第4話 『出会い』

 ノックが鳴って新しい同室者がはいってきたのは、ぼくが昼食を食べ終えてからしばらくのことだった。

 年下と思しきその少女は非常に整った顔をしていた。久々にぼく以外の『不適合者』を見たというのも重なって、まじまじと見つめてしまう。

 『不適合者』でさえなければ、順風満帆で幸福な人生を送れたんだろうなあと思った。

 彼女は、小金本さんにこの部屋へ連れられてきて、ぼくと、この部屋を見渡して、晴れ晴れとした表情で口を開いた。年下の、幼さの含まれた容貌のなかに、ハッと目を惹きつけられるような存在感がある。


「秋根千穂だ。よろしく!」


 今まで見てきた他の『不適合者』の中には、こんな明るい表情でここに入室した人はいなかったような気がする。


「見てのとおり、この子はちょっと変だ。まあ、お前が先輩としてしっかりやってくれればいいだけの話だな。頼んだぜ」小金本さんは、ぼくにいろいろと押し付けて、部屋を出て行く。


 秋根千穂ちゃんは、小さな足をペッタペッタと動かしてぼくの側まで来ると、

「名前を教えろ。それから、わたしと遊べ。暇だ!」と叫んだ。
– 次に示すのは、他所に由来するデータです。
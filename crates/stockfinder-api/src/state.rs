//! 모든 핸들러에서 공유되는 애플리케이션 상태.
//!
//! AppState는 Arc로 래핑되어 여러 요청 간에 공유됩니다.
//! API는 읽기 전용이므로 저장소에 쓰지 않습니다.

use std::sync::Arc;

use stockfinder_data::{CheckpointStore, TickerStore};

/// 애플리케이션 공유 상태.
#[derive(Clone)]
pub struct AppState {
    /// 티커 저장소
    pub tickers: Arc<dyn TickerStore>,

    /// 체크포인트 저장소
    pub checkpoints: Arc<dyn CheckpointStore>,

    /// 서버 시작 시간
    pub started_at: chrono::DateTime<chrono::Utc>,

    /// API 버전
    pub version: String,
}

impl AppState {
    /// 저장소 하나로 상태 생성.
    pub fn new<S>(store: S) -> Self
    where
        S: TickerStore + CheckpointStore + 'static,
    {
        let store = Arc::new(store);
        Self {
            tickers: store.clone(),
            checkpoints: store,
            started_at: chrono::Utc::now(),
            version: env!("CARGO_PKG_VERSION").to_string(),
        }
    }

    /// 서버 업타임 (초)
    pub fn uptime_secs(&self) -> i64 {
        chrono::Utc::now()
            .signed_duration_since(self.started_at)
            .num_seconds()
    }

    /// 저장소 연결 상태 확인.
    pub async fn is_store_healthy(&self) -> bool {
        self.tickers.ping().await.is_ok()
    }
}

/// 테스트용 상태 (빈 인메모리 저장소).
#[cfg(test)]
pub fn create_test_state() -> AppState {
    AppState::new(stockfinder_data::MemoryStore::new())
}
うるさい。

 ぼくは、彼女の叫び声に耳を押さえながら、名前を告げる。

「た、高峰、しんいち」

 彼女は首を頷かせながら、「なんて呼んだらいいのだろうか」と悩みだしたが、すぐに考えるのが面倒になったのか、「年上みたいだし、お兄ちゃん、とでもしておこう」と簡潔に決めた。
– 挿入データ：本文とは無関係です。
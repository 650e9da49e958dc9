//! 수집 통계 구조체.

use serde::{Deserialize, Serialize};
use std::time::Duration;

/// Fundamental 수집 통계
#[derive(Debug, Clone, Default, Serialize, Deserialize)]
pub struct CollectionStats {
    /// 총 시도 횟수
    pub total: usize,
    /// 성공 횟수 (fetched 마킹)
    pub success: usize,
    /// 에러 횟수 (다음 패스에서 재시도)
    pub errors: usize,
    /// 빈 데이터 (조회 성공, 데이터 없음 또는 404)
    pub empty: usize,
    /// Rate limit 발생 횟수
    pub rate_limited: usize,
    /// 완료된 패스 수
    pub passes: usize,
    /// 소요 시간
    #[serde(skip)]
    pub elapsed: Duration,
}

impl CollectionStats {
    /// 새 통계 객체 생성
    pub fn new() -> Self {
        Self::default()
    }

    /// 성공률 계산 (%)
    pub fn success_rate(&self) -> f64 {
        if self.total == 0 {
            0.0
        } else {
            (self.success as f64 / self.total as f64) * 100.0
        }
    }

    /// 통계 요약 로그 출력
    pub fn log_summary(&self, operation: &str) {
        tracing::info!(
            operation = operation,
            total = self.total,
            success = self.success,
            errors = self.errors,
            empty = self.empty,
            rate_limited = self.rate_limited,
            passes = self.passes,
            success_rate = format!("{:.1}%", self.success_rate()),
            elapsed = format!("{:.1}s", self.elapsed.as_secs_f64()),
            "수집 완료"
        );
    }
}

/// 티커 목록 동기화 통계
#[derive(Debug, Clone, Default, Serialize, Deserialize)]
pub struct TickerSyncStats {
    /// 국가 필터를 통과한 거래소 수
    pub exchanges: usize,
    /// 유형 필터를 통과한 티커 수
    pub listed: usize,
    /// 유형 필터로 제외된 티커 수
    pub filtered_out: usize,
    /// 새로 추가된 티커 수
    pub inserted: usize,
    /// 이미 존재한 티커 수
    pub existing: usize,
    #[serde(skip)]
    pub elapsed: Duration,
}

impl TickerSyncStats {
    /// 통계 요약 로그 출력
    pub fn log_summary(&self) {
        tracing::info!(
            exchanges = self.exchanges,
            listed = self.listed,
            filtered_out = self.filtered_out,
            inserted = self.inserted,
            existing = self.existing,
            elapsed = format!("{:.1}s", self.elapsed.as_secs_f64()),
            "티커 동기화 완료"
        );
    }
}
「わたしのことは、千穂と呼ぶように」と、ぼくに告げて、我が物顔で部屋をテケテケと駆け回りだす。えらそーなやつだ。


 と、すぐに、ぼくが投げっぱなしにしていたつみきに躓いて転んだ。彼女は途端に不機嫌になり、そのつみきを、先ほどのぼくと同じように、壁に投げつけた。

「ッ、ぅぃ!」勢い良く跳ね返ってきたつみきがぼくの顔を捉えて、首が仰け反る。

 つみきが当たるのは、頭よりも顔のほうが痛いんだなって、長年この部屋で過ごしてきて初めて知った。そしてぼくはキレて、彼女に説教することに決めた。